Perspective: CA High-Speed Rail a profligate “energy hog”

Image by ILRI on Flickr

The State’s HSR project—voter-approved in 2008 and today, billions of dollars later, still without a single actual track to its name—has proven a masterclass in suspense (whether you call it a slow burn or, along with transit experts, a wildly overbudgeted crash and burn). The Cato Institute points out that once built and operated, CA HSR will inefficiently and excessively waste energy (compared to airplanes and conventional trains) and raise GHG emissions significantly.

It takes a lot more energy to move a train at 220 mph than to move one at conventional speeds of 60–80 mph. “The power required increases with the cube of the train speed,” notes engineering professor Alan Vardy.35 To partially make up for this cube law, high‐speed trains are built especially light, but they still require more energy to move. The East Japan Railway Company, which operates both high‐speed and conventional trains in Japan, says that moving a high‐speed train car one kilometer requires 57 percent more energy than a conventional train car.36

Most high‐speed trains are powered by electricity, which brings up another inherent inefficiency. Because of losses in generation and transmission, electrical generation plants must consume three units of energy (such as British thermal units, or BTUs) to deliver one unit to customers.37 Most estimates of high‐speed‐train energy consumption are based on the energy delivered to the train, not the energy required to generate that power.

Many comparisons of the energy efficiency of high‐speed trains with planes assume both are equally full. But, prior to the pandemic, airlines filled 85 percent of their seats while Amtrak filled only 51 percent of its seats.38 That’s because most airline flights are nonstop, so the airlines can base the size of the plane on the projected demand for each individual route.
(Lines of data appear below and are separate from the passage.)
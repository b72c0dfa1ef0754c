//! # Ed25519 Keys
//!
//! The ledger's only signature curve. Signatures are deterministic, so the
//! same hash and key always produce the same bytes.

use ed25519_dalek::{Signer, SigningKey, Verifier, VerifyingKey};
use zeroize::Zeroizing;

use super::errors::SignerError;

/// Ed25519 public key (32 bytes).
#[derive(Clone, Copy, Debug, PartialEq, Eq)]
pub struct Ed25519PublicKey([u8; 32]);

impl Ed25519PublicKey {
    /// Create from a byte slice, validating the point.
    pub fn from_slice(bytes: &[u8]) -> Result<Self, SignerError> {
        let bytes: [u8; 32] = bytes.try_into().map_err(|_| SignerError::InvalidPublicKey)?;
        VerifyingKey::from_bytes(&bytes).map_err(|_| SignerError::InvalidPublicKey)?;
        Ok(Self(bytes))
    }

    /// Create from the hex form carried in `senderPublicKey`.
    pub fn from_hex(value: &str) -> Result<Self, SignerError> {
        let bytes = hex::decode(value).map_err(|e| SignerError::InvalidHex {
            field: "publicKey",
            message: e.to_string(),
        })?;
        Self::from_slice(&bytes)
    }

    /// Get raw bytes.
    pub fn as_bytes(&self) -> &[u8; 32] {
        &self.0
    }

    /// Hex form.
    pub fn to_hex(&self) -> String {
        hex::encode(self.0)
    }

    /// Verify a signature over `message`.
    pub fn verify(&self, message: &[u8], signature: &Ed25519Signature) -> Result<(), SignerError> {
        let verifying_key =
            VerifyingKey::from_bytes(&self.0).map_err(|_| SignerError::InvalidPublicKey)?;
        let sig = ed25519_dalek::Signature::from_bytes(&signature.0);

        verifying_key
            .verify(message, &sig)
            .map_err(|_| SignerError::VerificationError)
    }
}

/// Ed25519 signature (64 bytes).
#[derive(Clone, Copy, Debug, PartialEq, Eq)]
pub struct Ed25519Signature([u8; 64]);

impl Ed25519Signature {
    /// Create from a byte slice.
    pub fn from_slice(bytes: &[u8]) -> Result<Self, SignerError> {
        let bytes: [u8; 64] = bytes
            .try_into()
            .map_err(|_| SignerError::InvalidSignatureLength(bytes.len()))?;
        Ok(Self(bytes))
    }

    /// Get raw bytes.
    pub fn as_bytes(&self) -> &[u8; 64] {
        &self.0
    }

    /// Hex form, as stored in `Transaction::signature`.
    pub fn to_hex(&self) -> String {
        hex::encode(self.0)
    }
}

/// Ed25519 keypair.
pub struct Ed25519KeyPair {
    signing_key: SigningKey,
}

impl Ed25519KeyPair {
    /// Create from secret seed (32 bytes).
    pub fn from_seed(seed: [u8; 32]) -> Self {
        let seed = Zeroizing::new(seed);
        Self {
            signing_key: SigningKey::from_bytes(&seed),
        }
    }

    /// Create from a private key slice; must be a 32-byte seed.
    pub fn from_slice(private_key: &[u8]) -> Result<Self, SignerError> {
        let seed: Zeroizing<[u8; 32]> = Zeroizing::new(
            private_key
                .try_into()
                .map_err(|_| SignerError::InvalidPrivateKey(private_key.len()))?,
        );
        Ok(Self {
            signing_key: SigningKey::from_bytes(&seed),
        })
    }

    /// Get public key.
    pub fn public_key(&self) -> Ed25519PublicKey {
        Ed25519PublicKey(self.signing_key.verifying_key().to_bytes())
    }

    /// Sign a message (deterministic).
    pub fn sign(&self, message: &[u8]) -> Ed25519Signature {
        Ed25519Signature(self.signing_key.sign(message).to_bytes())
    }

    /// Secret seed, wiped on drop.
    pub fn to_seed(&self) -> Zeroizing<[u8; 32]> {
        Zeroizing::new(self.signing_key.to_bytes())
    }
}
//! # NSG Types Crate
//!
//! Ledger entities and the chain client port shared across the scanner
//! workspace.
//!
//! ## Design Principles
//!
//! - **Single Source of Truth**: block headers, transactions and balances as
//!   the node serves them are defined once, here.
//! - **Port, not client**: crates depend on [`ChainClient`]; the HTTP
//!   implementation lives in `nsg-rpc-client`.
//! - **Fixed-point amounts**: on-chain integers are rendered as decimal strings
//!   through [`amount`], never through floats.

#![warn(missing_docs)]
#![warn(clippy::all)]

pub mod amount;
pub mod entities;
pub mod errors;
pub mod ports;

pub use amount::{format_units, scale_raw_amount};
pub use entities::*;
pub use errors::{AmountError, ChainClientError};
pub use ports::{linked_header, ChainClient, MockChainClient};

/// Base currency symbol.
pub const SYMBOL: &str = "NSG";

/// Decimal exponent of the base currency.
pub const DECIMALS: u32 = 8;

/// Signature curve used by the ledger.
pub const CURVE: &str = "ed25519";

/// Crate version
pub const VERSION: &str = env!("CARGO_PKG_VERSION");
Most passenger trains, however, make many intermediate stops, and the trains must be sized to meet the maximum demand along the route. As a result, many trains tend to be relatively empty for much of their journeys, greatly reducing their energy efficiency.
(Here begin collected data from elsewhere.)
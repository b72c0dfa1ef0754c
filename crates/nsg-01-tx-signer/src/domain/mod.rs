//! # Domain Layer
//!
//! Canonical transaction bytes, key material and signer errors.

pub mod canonical;
pub mod errors;
pub mod keys;

pub use canonical::{canonical_bytes, transaction_hash, transaction_id};
pub use errors::SignerError;
pub use keys::{Ed25519KeyPair, Ed25519PublicKey, Ed25519Signature};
Rail proponents also generally assume that competing modes will be no more energy efficient in the future than they are today. In fact, the Department of Energy says that airliner fuel economy has improved at the rate of 2.9 percent per year since 1970 while intercity passenger trains have improved at only 1.7 percent per year.39 Because airplanes are not tied to one type of infrastructure the way high‐speed trains are, they can make improvements much faster than railroads.
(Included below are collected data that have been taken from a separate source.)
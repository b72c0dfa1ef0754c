//! # NSG-03 Transaction Extraction
//!
//! Classifies transactions into per-account ledger entries and drives that
//! classification across a block with bounded concurrency.
//!
//! **Subsystem ID:** 3  
//! **Architecture:** Hexagonal (DDD + Ports/Adapters)
//!
//! ## Extraction Rules
//!
//! | Case | Entries |
//! |------|---------|
//! | Unsupported type | none (successful-empty) |
//! | Asset payload missing or undecodable | none (successful-empty) |
//! | No address resolver | unsuccessful |
//! | Sender and recipient on the same account | one combined entry |
//! | Sender resolved | debit entry (+ separate fee entry for assets) |
//! | Recipient resolved | credit entry |
//!
//! ## Pipeline
//!
//! ```text
//!  transactions ──► [semaphore K] ──► unit tasks ──► unbounded mpsc ──► consumer
//!                                                                      │
//!                               observers ◄── success ─────────────────┤
//!                               UnscanSink ◄── failure ────────────────┘
//! ```
//!
//! ## Module Structure
//!
//! ```text
//! nsg-03-tx-extraction/
//! ├── domain/          # ExtractResult, ledger entries, engine, derived ids, errors
//! ├── ports/           # AddressResolver, BlockScanObserver, UnscanSink (+ mocks)
//! ├── service/         # BatchExtractor pipeline, ObserverRegistry
//! └── config.rs        # PipelineConfig
//! ```

#![warn(missing_docs)]
#![warn(clippy::all)]

pub mod config;
pub mod domain;
pub mod ports;
pub mod service;

pub use config::PipelineConfig;
pub use domain::{
    BlockContext, ExtractResult, ExtractionEngine, LedgerTransaction, LedgerTxType,
    ObserverError, PipelineError, SinkError, TransferRecord, TxExtractData,
};
pub use ports::{
    AddressBook, AddressResolver, BlockScanObserver, MemoryUnscanSink, RecordingObserver,
    UnscanSink,
};
pub use service::{BatchExtractor, BatchOutcome, ObserverRegistry};

/// Crate version
pub const VERSION: &str = env!("CARGO_PKG_VERSION");
#[cfg(test)]
mod tests {
    use super::*;
    use crate::ports::AddressBook;
    use nsg_types::{Asset, TxType, UiaTransfer};

    fn engine() -> ExtractionEngine {
        ExtractionEngine::new("NSG", 8)
    }

    fn block() -> BlockContext {
        BlockContext::new(100, "block-100", 1_000)
    }

    fn transfer(from: &str, to: &str, amount: u64, fee: u64) -> Transaction {
        Transaction {
            id: "tx-1".into(),
            tx_type: TxType::Transfer,
            sender_id: from.into(),
            recipient_id: to.into(),
            amount,
            fee,
            message: "hi".into(),
            ..Default::default()
        }
    }

    fn asset_transfer(from: &str, to: &str, fee: u64) -> Transaction {
        Transaction {
            id: "tx-asset".into(),
            tx_type: TxType::AssetTransfer,
            sender_id: from.into(),
            recipient_id: to.into(),
            fee,
            asset: Some(Asset {
                uia_transfer: Some(UiaTransfer {
                    currency: "ABC.COIN".into(),
                    amount: "1234".into(),
                    precision: 2,
                    ..Default::default()
                }),
            }),
            ..Default::default()
        }
    }

    fn book() -> AddressBook {
        AddressBook::from_pairs([("NA", "acct-a"), ("NA2", "acct-a"), ("NB", "acct-b")])
    }

    #[test]
    fn test_debit_only_for_resolved_sender() {
        let book = book();
        let result = engine().extract(&block(), &transfer("NA", "NX", 500_000, 0), Some(&book));

        assert!(result.success);
        assert_eq!(result.extract_data.len(), 1);
        let entries = result.entries_for("acct-a");
        assert_eq!(entries.len(), 1);
        assert_eq!(entries[0].transaction.amount, "0.005");
        assert_eq!(entries[0].inputs.len(), 1);
        assert_eq!(entries[0].inputs[0].amount, "0.005");
        assert!(entries[0].outputs.is_empty());
    }

    #[test]
    fn test_credit_only_for_resolved_recipient() {
        let book = book();
        let result = engine().extract(&block(), &transfer("NX", "NB", 100_000_000, 0), Some(&book));

        let entries = result.entries_for("acct-b");
        assert_eq!(entries.len(), 1);
        assert!(entries[0].inputs.is_empty());
        assert_eq!(entries[0].outputs[0].amount, "1");
        assert_eq!(entries[0].outputs[0].address, "NB");
    }

    #[test]
    fn test_two_accounts_each_see_their_side() {
        let book = book();
        let result = engine().extract(&block(), &transfer("NA", "NB", 1, 0), Some(&book));

        assert_eq!(result.entry_count(), 2);
        assert_eq!(result.entries_for("acct-a")[0].inputs.len(), 1);
        assert!(result.entries_for("acct-a")[0].outputs.is_empty());
        assert_eq!(result.entries_for("acct-b")[0].outputs.len(), 1);
    }

    #[test]
    fn test_self_transfer_is_one_combined_entry() {
        let book = book();
        let result = engine().extract(&block(), &transfer("NA", "NA2", 42, 0), Some(&book));

        assert_eq!(result.entry_count(), 1);
        let entry = &result.entries_for("acct-a")[0];
        assert_eq!(entry.inputs.len(), 1);
        assert_eq!(entry.outputs.len(), 1);
    }

    #[test]
    fn test_base_fee_is_second_input() {
        let book = book();
        let result = engine().extract(&block(), &transfer("NA", "NX", 500_000, 10_000_000), Some(&book));

        let entry = &result.entries_for("acct-a")[0];
        assert_eq!(entry.transaction.fees, "0.1");
        assert_eq!(entry.inputs.len(), 2);
        assert_eq!(entry.inputs[1].amount, "0.1");
        assert_ne!(entry.inputs[0].sid, entry.inputs[1].sid);
    }

    #[test]
    fn test_asset_fee_is_separate_base_currency_entry() {
        let book = book();
        let result = engine().extract(&block(), &asset_transfer("NA", "NX", 1_000_000), Some(&book));

        let entries = result.entries_for("acct-a");
        assert_eq!(entries.len(), 2);

        let fee = &entries[0];
        assert_eq!(fee.transaction.tx_type, LedgerTxType::FeeCharge);
        assert_eq!(fee.transaction.fees, "0.01");
        assert_eq!(fee.transaction.amount, "0");
        assert!(!fee.transaction.coin.is_contract);
        assert_eq!(fee.inputs[0].amount, "0.01");

        let asset = &entries[1];
        assert_eq!(asset.transaction.tx_type, LedgerTxType::Transfer);
        assert!(asset.transaction.coin.is_contract);
        assert_eq!(asset.transaction.amount, "12.34");
        assert_eq!(asset.transaction.decimals, 2);
        assert_eq!(asset.inputs[0].amount, "12.34");
        assert_ne!(fee.transaction.wx_id, asset.transaction.wx_id);
    }

    #[test]
    fn test_asset_recipient_gets_no_fee_entry() {
        let book = book();
        let result = engine().extract(&block(), &asset_transfer("NX", "NB", 1_000_000), Some(&book));

        let entries = result.entries_for("acct-b");
        assert_eq!(entries.len(), 1);
        assert_eq!(entries[0].outputs[0].amount, "12.34");
    }

    #[test]
    fn test_asset_without_payload_is_successful_empty() {
        let book = book();
        let mut tx = asset_transfer("NA", "NB", 1);
        tx.asset = None;
        let result = engine().extract(&block(), &tx, Some(&book));
        assert!(result.success);
        assert_eq!(result.entry_count(), 0);

        let mut tx = asset_transfer("NA", "NB", 1);
        if let Some(uia) = tx.asset.as_mut().and_then(|a| a.uia_transfer.as_mut()) {
            uia.amount = "1.5".into();
        }
        let result = engine().extract(&block(), &tx, Some(&book));
        assert!(result.success);
        assert_eq!(result.entry_count(), 0);
    }

    #[test]
    fn test_unsupported_type_is_successful_empty() {
        let book = book();
        let mut tx = transfer("NA", "NB", 1, 0);
        tx.tx_type = TxType::Vote;
        let result = engine().extract(&block(), &tx, Some(&book));
        assert!(result.success);
        assert_eq!(result.entry_count(), 0);
    }

    #[test]
    fn test_missing_resolver_fails_the_unit() {
        let result = engine().extract(&block(), &transfer("NA", "NB", 1, 0), None);
        assert!(!result.success);
        assert!(!result.reason.is_empty());
    }

    #[test]
    fn test_re_extraction_yields_identical_ids() {
        let book = book();
        let tx = asset_transfer("NA", "NB", 1_000_000);
        let first = engine().extract(&block(), &tx, Some(&book));
        let second = engine().extract(&block(), &tx, Some(&book));

        for key in ["acct-a", "acct-b"] {
            let a = first.entries_for(key);
            let b = second.entries_for(key);
            assert_eq!(a.len(), b.len());
            for (x, y) in a.iter().zip(b) {
                assert_eq!(x.transaction.wx_id, y.transaction.wx_id);
                let sids = |d: &TxExtractData| {
                    d.inputs
                        .iter()
                        .chain(d.outputs.iter())
                        .map(|r| r.sid.clone())
                        .collect::<Vec<_>>()
                };
                assert_eq!(sids(x), sids(y));
            }
        }
    }

    #[test]
    fn test_closure_resolver() {
        let resolver = |address: &str| (address == "NA").then(|| "acct-a".to_string());
        let result = engine().extract(&block(), &transfer("NA", "NB", 1, 0), Some(&resolver));
        assert_eq!(result.entry_count(), 1);
    }
}
//! # Extraction Pipeline
//!
//! Drives the engine across every transaction of a block.
//!
//! - At most `max_extracting` units run at once; a permit is taken before
//!   each unit is spawned and released when it finishes.
//! - Units hand results to a single consumer over an unbounded channel, so
//!   producers never block on delivery.
//! - The consumer notifies observers on success and files an
//!   [`UnscanRecord`] through the sink on any failure.
//! - The wait for all results is bounded by the stall timeout; on expiry the
//!   outstanding units are aborted and the whole block is recorded.

use std::sync::Arc;

use nsg_types::{ChainClient, Transaction, UnscanRecord};
use parking_lot::RwLock;
use tokio::sync::{mpsc, Semaphore};
use tokio::task::JoinSet;
use tracing::{debug, error, info, warn};

use crate::config::PipelineConfig;
use crate::domain::{BlockContext, ExtractResult, ExtractionEngine, PipelineError};
use crate::ports::{AddressResolver, UnscanSink};
use crate::service::observers::ObserverRegistry;

/// Tally of one `batch_extract` call.
#[derive(Clone, Debug, Default, PartialEq, Eq)]
pub struct BatchOutcome {
    /// Results consumed.
    pub processed: usize,
    /// Entry deliveries accepted by observers.
    pub entries_delivered: usize,
    /// Units whose extraction failed.
    pub extraction_failures: usize,
    /// Units whose entries an observer rejected.
    pub notification_failures: usize,
}

/// One extraction unit: optional asset detail fetch, then the engine.
#[derive(Clone)]
struct ExtractionUnit {
    engine: Arc<ExtractionEngine>,
    client: Arc<dyn ChainClient>,
    resolver: Option<Arc<dyn AddressResolver>>,
}

impl ExtractionUnit {
    async fn run(&self, block: &BlockContext, tx: Transaction) -> ExtractResult {
        let tx = if tx.is_asset_transfer() && tx.uia_transfer().is_none() {
            let tx_id = tx.id.clone();
            match self.hydrate(tx).await {
                Some(tx) => tx,
                None => return ExtractResult::empty(block, &tx_id),
            }
        } else {
            tx
        };
        self.engine.extract(block, &tx, self.resolver.as_deref())
    }

    /// Block listings omit the asset payload; fetch the detail view.
    async fn hydrate(&self, tx: Transaction) -> Option<Transaction> {
        match self.client.get_transaction(&tx.id).await {
            Ok(mut detail) => {
                if detail.id.is_empty() {
                    detail.id = tx.id;
                }
                Some(detail)
            }
            Err(e) => {
                debug!(txid = %tx.id, error = %e, "asset detail unavailable, skipping");
                None
            }
        }
    }
}

/// Bounded-concurrency extraction across a block.
pub struct BatchExtractor {
    config: PipelineConfig,
    engine: Arc<ExtractionEngine>,
    client: Arc<dyn ChainClient>,
    observers: Arc<ObserverRegistry>,
    sink: Arc<dyn UnscanSink>,
    resolver: RwLock<Option<Arc<dyn AddressResolver>>>,
}

impl BatchExtractor {
    /// Create a pipeline. No resolver is set; units fail until one is.
    pub fn new(
        config: PipelineConfig,
        client: Arc<dyn ChainClient>,
        observers: Arc<ObserverRegistry>,
        sink: Arc<dyn UnscanSink>,
    ) -> Self {
        let engine = Arc::new(ExtractionEngine::new(config.symbol.clone(), config.decimals));
        Self {
            config,
            engine,
            client,
            observers,
            sink,
            resolver: RwLock::new(None),
        }
    }

    /// Pipeline configuration.
    pub fn config(&self) -> &PipelineConfig {
        &self.config
    }

    /// Observers notified by the consumer.
    pub fn observers(&self) -> &Arc<ObserverRegistry> {
        &self.observers
    }

    /// Replace the address resolver.
    pub fn set_resolver(&self, resolver: Option<Arc<dyn AddressResolver>>) {
        *self.resolver.write() = resolver;
    }

    /// Current address resolver.
    pub fn resolver(&self) -> Option<Arc<dyn AddressResolver>> {
        self.resolver.read().clone()
    }

    /// Extract one transaction without notifying anyone.
    pub async fn extract_one(
        &self,
        block: &BlockContext,
        tx: Transaction,
        resolver: Option<Arc<dyn AddressResolver>>,
    ) -> ExtractResult {
        let unit = ExtractionUnit {
            engine: self.engine.clone(),
            client: self.client.clone(),
            resolver,
        };
        unit.run(block, tx).await
    }

    /// Extract and deliver every transaction of `block`.
    ///
    /// Returns an error when any unit failed or the block stalled; every
    /// failure has already been recorded through the sink.
    pub async fn batch_extract(
        &self,
        block: &BlockContext,
        transactions: Vec<Transaction>,
    ) -> Result<BatchOutcome, PipelineError> {
        let expected = transactions.len();
        if expected == 0 {
            return Ok(BatchOutcome::default());
        }

        let unit = ExtractionUnit {
            engine: self.engine.clone(),
            client: self.client.clone(),
            resolver: self.resolver(),
        };
        let (sender, mut receiver) = mpsc::unbounded_channel();
        let producer = tokio::spawn(produce(
            unit,
            block.clone(),
            transactions,
            self.config.max_extracting,
            sender,
        ));

        let timeout = self.config.stall_timeout();
        let mut outcome = BatchOutcome::default();
        let consumed = tokio::time::timeout(
            timeout,
            self.consume(block, expected, &mut receiver, &mut outcome),
        )
        .await;

        if consumed.is_err() || outcome.processed < expected {
            producer.abort();
            error!(
                height = block.height,
                received = outcome.processed,
                expected,
                "extraction pipeline stalled, block queued for rescan"
            );
            self.record(block.height, "", "extraction pipeline stalled");
            return Err(PipelineError::Stalled {
                height: block.height,
                received: outcome.processed,
                expected,
                timeout,
            });
        }

        if outcome.extraction_failures > 0 || outcome.notification_failures > 0 {
            return Err(PipelineError::Incomplete {
                height: block.height,
                extraction_failures: outcome.extraction_failures,
                notification_failures: outcome.notification_failures,
            });
        }

        info!(
            height = block.height,
            txs = expected,
            entries = outcome.entries_delivered,
            "block extracted"
        );
        Ok(outcome)
    }

    async fn consume(
        &self,
        block: &BlockContext,
        expected: usize,
        receiver: &mut mpsc::UnboundedReceiver<ExtractResult>,
        outcome: &mut BatchOutcome,
    ) {
        while outcome.processed < expected {
            let Some(result) = receiver.recv().await else {
                break;
            };
            outcome.processed += 1;

            if result.success {
                match self.observers.notify_extract_data(&result).await {
                    Ok(delivered) => outcome.entries_delivered += delivered,
                    Err(e) => {
                        outcome.notification_failures += 1;
                        self.record(block.height, &result.tx_id, &e.to_string());
                    }
                }
            } else {
                outcome.extraction_failures += 1;
                warn!(
                    height = block.height,
                    txid = %result.tx_id,
                    reason = %result.reason,
                    "transaction extraction failed"
                );
                self.record(block.height, &result.tx_id, &result.reason);
            }
        }
    }

    fn record(&self, height: u64, tx_id: &str, reason: &str) {
        let record = UnscanRecord::new(height, tx_id, reason, &self.config.symbol);
        if let Err(e) = self.sink.record_failure(record) {
            error!(height, txid = %tx_id, error = %e, "failed to save unscan record");
        }
    }
}

async fn produce(
    unit: ExtractionUnit,
    block: BlockContext,
    transactions: Vec<Transaction>,
    max_extracting: usize,
    sender: mpsc::UnboundedSender<ExtractResult>,
) {
    let permits = Arc::new(Semaphore::new(max_extracting.max(1)));
    let mut units = JoinSet::new();

    for tx in transactions {
        let Ok(permit) = permits.clone().acquire_owned().await else {
            break;
        };
        let unit = unit.clone();
        let block = block.clone();
        let sender = sender.clone();
        units.spawn(async move {
            let result = unit.run(&block, tx).await;
            drop(permit);
            let _ = sender.send(result);
        });
    }

    while let Some(joined) = units.join_next().await {
        if let Err(e) = joined {
            if e.is_panic() {
                error!(height = block.height, error = %e, "extraction unit panicked");
                let _ = sender.send(ExtractResult::failed(
                    &block,
                    "",
                    format!("extraction unit panicked: {}", e),
                ));
            }
        }
    }
}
The biggest factor working against the energy efficiency of high‐speed rail is the huge amount of energy required to build it as well as to periodically replace infrastructure such as rails and power facilities. Airports are practically the only infrastructure required for airlines, but high‐speed rail lines need mile after mile of roadbed, ties, rails, power supplies, signals, and stations to operate. Even if high‐speed train operations used somewhat fewer BTUs per passenger‐mile than airlines, the high energy costs of building and replacing infrastructure would more than make up for that savings.

High‐speed rail construction also releases a huge amount of greenhouse gases, particularly for concrete ties, steel rails, and other construction materials. One study predicted that building California’s 520‐mile line would release 9.7 million metric tons of greenhouse gases, or 18,650 tons per mile. Assuming that California’s high‐speed trains would fill, on average, 50 percent of their seats, the study estimated that operating those trains would reduce greenhouse gases but that it would take 71 years to repay the construction cost.40 Since rails, concrete ties, and other infrastructure must be replaced or rebuilt every 30–40 years—and even more frequently on lines with frequent train service—and since such replacements would require the release of more greenhouse gases, the savings would never make up for the cost.

Even if we ignore construction emissions, high‐speed rail does not appear to offer any environmental benefits. Outside of the West Coast and a few other states, most of the electricity that would power U.S. high‐speed trains is generated by burning fossil fuels, so rail wouldn’t significantly reduce greenhouse gas emissions at all. While green‐energy advocates hope to eventually replace fossil fuels, adding trains to electrical demands would simply increase the time and effort required to build a non‐fossil‐fuel electrical system.